Deep neural network (DNN) models have recently obtained state-of-the-art prediction accuracy for the transcription factor binding (TFBS) site classification task. However, it remains unclear how these approaches identify meaningful DNA sequence signals and give insights as to why TFs bind to certain locations. In this paper, we propose a toolkit called the Deep Motif Dashboard (DeMo Dashboard) which provides a suite of visualization strategies to extract motifs, or sequence patterns from deep neural network models for TFBS classification. We demonstrate how to visualize and understand three important DNN models: convolutional, recurrent, and convolutional-recurrent networks.

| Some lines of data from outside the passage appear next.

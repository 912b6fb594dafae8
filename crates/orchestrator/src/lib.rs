//! The query router.
//!
//! `Orchestrator::process_query` is the one public entry point: it
//! assembles session context, classifies intent, dispatches to the
//! chosen handler under a timeout, records the exchange, and always
//! returns a well-formed [`ResponseEnvelope`] — handler failures are
//! recovered into synthesized guidance, never surfaced as errors.
//!
//! Everything is constructed and threaded explicitly: the registry,
//! classifier, and session store are fields, not ambient singletons.

pub mod guidance;
pub mod router;
pub mod sessions;

pub use router::{Orchestrator, OrchestratorBuilder};
pub use sessions::SessionStore;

Our first visualization method is finding a test sequence's saliency map which uses first-order derivatives to describe the importance of each nucleotide in making the final prediction. Second, considering recurrent models make predictions in a temporal manner (from one end of a TFBS sequence to the other), we introduce temporal output scores, indicating the prediction score of a model over time for a sequential input. Lastly, a class-specific visualization strategy finds the optimal input sequence for a given TFBS positive class via stochastic gradient optimization. Our experimental results indicate that a convolutional-recurrent architecture performs the best among the three architectures. The visualization techniques indicate that CNN-RNN makes predictions by modeling both motifs as well as dependencies among them.
深度神经网络(DNN)模型最近在转录因子结合(TFBS)位点分类任务中取得了最先进的预测准确率。然而,目前尚不清楚这些方法如何识别有意义的DNA序列信号,也不清楚它们为何能深入了解转录因子与特定位置的结合原因。在本文中,我们提出了一个名为深度基序仪表盘(DeMo仪表盘)的工具包,它提供了一套可视化策略,用于从用于TFBS分类的深度神经网络模型中提取基序或序列模式。我们展示了如何可视化和理解三种重要的DNN模型:卷积网络、循环网络和卷积循环网络。我们的第一种可视化方法是找到测试序列的显著性图,该图使用一阶导数来描述每个核苷酸在进行最终预测时的重要性。其次,考虑到循环模型以时间顺序进行预测(从TFBS序列的一端到另一端),我们引入了时间输出分数,它表示模型对序列输入随时间的预测分数。最后,一种特定类别的可视化策略通过随机梯度优化找到给定TFBS正类的最优输入序列。我们的实验结果表明,在这三种架构中,卷积循环架构的性能最佳。可视化技术表明,CNN-RNN通过对基序及其之间的依赖性进行建模来进行预测。